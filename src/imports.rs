//! Imports (§3 "Import").

use crate::symbol::{Definition, DefinitionData, DefinitionKind};
use crate::types::{FilePath, Location, ScopeId};
use serde::{Deserialize, Serialize};

#[derive(Debug, Clone, Copy, PartialEq, Eq, Hash, Serialize, Deserialize)]
pub enum ImportKind {
    Named,
    Namespace,
    Default,
    SideEffect,
    WildcardReexport,
}

#[derive(Debug, Clone, PartialEq, Eq, Serialize, Deserialize)]
pub struct ImportBindingSpec {
    /// Name as it appears in the source module, if different from the
    /// local binding (named imports without a rename have `None`).
    pub imported_name: Option<Box<str>>,
    pub local_name: Box<str>,
    pub is_type_only: bool,
}

#[derive(Debug, Clone, PartialEq, Eq, Serialize, Deserialize)]
pub struct Import {
    pub source_module: Box<str>,
    pub kind: ImportKind,
    pub bindings: Vec<ImportBindingSpec>,
    /// The import statement's own location, used to synthesize the
    /// `import_binding` definition §3 requires in the module scope for
    /// every binding (all bindings on one statement share this location;
    /// distinct bindings still get distinct `SymbolId`s via their
    /// qualified name).
    pub location: Location,
}

impl Import {
    pub fn new(source_module: impl Into<Box<str>>, kind: ImportKind, location: Location) -> Self {
        Self {
            source_module: source_module.into(),
            kind,
            bindings: Vec::new(),
            location,
        }
    }

    pub fn with_binding(mut self, binding: ImportBindingSpec) -> Self {
        self.bindings.push(binding);
        self
    }
}

impl ImportBindingSpec {
    pub fn named(local_name: impl Into<Box<str>>) -> Self {
        Self {
            imported_name: None,
            local_name: local_name.into(),
            is_type_only: false,
        }
    }

    pub fn renamed(imported_name: impl Into<Box<str>>, local_name: impl Into<Box<str>>) -> Self {
        Self {
            imported_name: Some(imported_name.into()),
            local_name: local_name.into(),
            is_type_only: false,
        }
    }

    pub fn type_only(mut self) -> Self {
        self.is_type_only = true;
        self
    }

    /// The name to search a foreign module's export table for.
    pub fn foreign_name(&self) -> &str {
        self.imported_name.as_deref().unwrap_or(&self.local_name)
    }

    /// The `import_binding` definition §3 requires every binding to produce
    /// in its module's root scope, carrying enough of the import's own data
    /// (source module, foreign name, namespace-ness) for C5/C6 to redirect
    /// resolution through the project registry without re-reading the
    /// owning `Import`.
    pub fn to_definition(
        &self,
        file_path: FilePath,
        module: &str,
        kind: ImportKind,
        location: Location,
        scope: ScopeId,
    ) -> Definition {
        let data = DefinitionData {
            source_module: Some(module.into()),
            imported_name: self.imported_name.clone(),
            is_namespace: matches!(kind, ImportKind::Namespace),
            ..DefinitionData::default()
        };
        Definition::new(
            file_path,
            &self.local_name,
            self.local_name.clone(),
            DefinitionKind::ImportBinding,
            location,
            scope,
        )
        .with_data(data)
    }
}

> [Your instructions] Copy out all lines from the records where the word "None" appears.

> [Solution for this task]
    /// local binding (named imports without a rename have `None`).
            imported_name: None,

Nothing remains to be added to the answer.